Data provided:
═══

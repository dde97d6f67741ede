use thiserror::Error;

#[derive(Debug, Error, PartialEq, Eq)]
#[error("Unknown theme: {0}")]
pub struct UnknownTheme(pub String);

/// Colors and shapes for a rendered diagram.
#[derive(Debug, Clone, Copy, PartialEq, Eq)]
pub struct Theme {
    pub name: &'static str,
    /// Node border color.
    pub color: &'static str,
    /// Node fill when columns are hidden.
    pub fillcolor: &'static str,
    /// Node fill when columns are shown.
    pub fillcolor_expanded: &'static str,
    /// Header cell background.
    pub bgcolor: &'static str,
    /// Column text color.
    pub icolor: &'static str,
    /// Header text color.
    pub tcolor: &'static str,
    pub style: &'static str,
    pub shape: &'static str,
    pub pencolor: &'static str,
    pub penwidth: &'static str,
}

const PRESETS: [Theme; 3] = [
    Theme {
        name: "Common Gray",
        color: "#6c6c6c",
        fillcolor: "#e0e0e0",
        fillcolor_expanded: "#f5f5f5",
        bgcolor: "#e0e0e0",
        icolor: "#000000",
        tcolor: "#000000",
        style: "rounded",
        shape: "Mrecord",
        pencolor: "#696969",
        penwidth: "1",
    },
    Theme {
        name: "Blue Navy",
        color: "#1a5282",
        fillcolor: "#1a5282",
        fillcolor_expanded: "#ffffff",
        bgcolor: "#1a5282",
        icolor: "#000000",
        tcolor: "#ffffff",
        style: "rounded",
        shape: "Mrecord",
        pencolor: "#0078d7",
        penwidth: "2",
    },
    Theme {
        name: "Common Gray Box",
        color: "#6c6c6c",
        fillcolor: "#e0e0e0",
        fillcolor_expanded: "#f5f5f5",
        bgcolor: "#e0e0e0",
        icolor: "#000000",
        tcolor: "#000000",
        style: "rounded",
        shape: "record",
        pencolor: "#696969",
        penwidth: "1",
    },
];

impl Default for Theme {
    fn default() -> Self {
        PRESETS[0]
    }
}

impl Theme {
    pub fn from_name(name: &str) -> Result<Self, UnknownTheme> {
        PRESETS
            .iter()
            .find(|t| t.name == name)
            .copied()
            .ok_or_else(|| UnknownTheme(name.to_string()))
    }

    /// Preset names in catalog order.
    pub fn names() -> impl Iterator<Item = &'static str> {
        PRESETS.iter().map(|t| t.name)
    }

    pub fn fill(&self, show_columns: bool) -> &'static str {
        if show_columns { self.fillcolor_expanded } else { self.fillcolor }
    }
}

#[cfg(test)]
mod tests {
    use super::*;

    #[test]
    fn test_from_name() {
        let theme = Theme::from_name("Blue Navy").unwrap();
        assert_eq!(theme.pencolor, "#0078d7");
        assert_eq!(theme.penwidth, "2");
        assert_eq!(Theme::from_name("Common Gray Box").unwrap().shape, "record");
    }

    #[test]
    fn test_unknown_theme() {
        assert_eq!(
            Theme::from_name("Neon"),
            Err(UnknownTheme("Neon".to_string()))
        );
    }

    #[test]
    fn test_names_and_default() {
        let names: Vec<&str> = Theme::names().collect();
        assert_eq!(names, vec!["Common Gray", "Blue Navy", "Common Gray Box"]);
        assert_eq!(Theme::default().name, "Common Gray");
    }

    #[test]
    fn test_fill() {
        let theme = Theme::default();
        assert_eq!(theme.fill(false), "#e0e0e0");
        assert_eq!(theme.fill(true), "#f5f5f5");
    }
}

═══

What to do:
Your answer should be a single number: how many lines of the listing hold the string "impl".

Solution:
3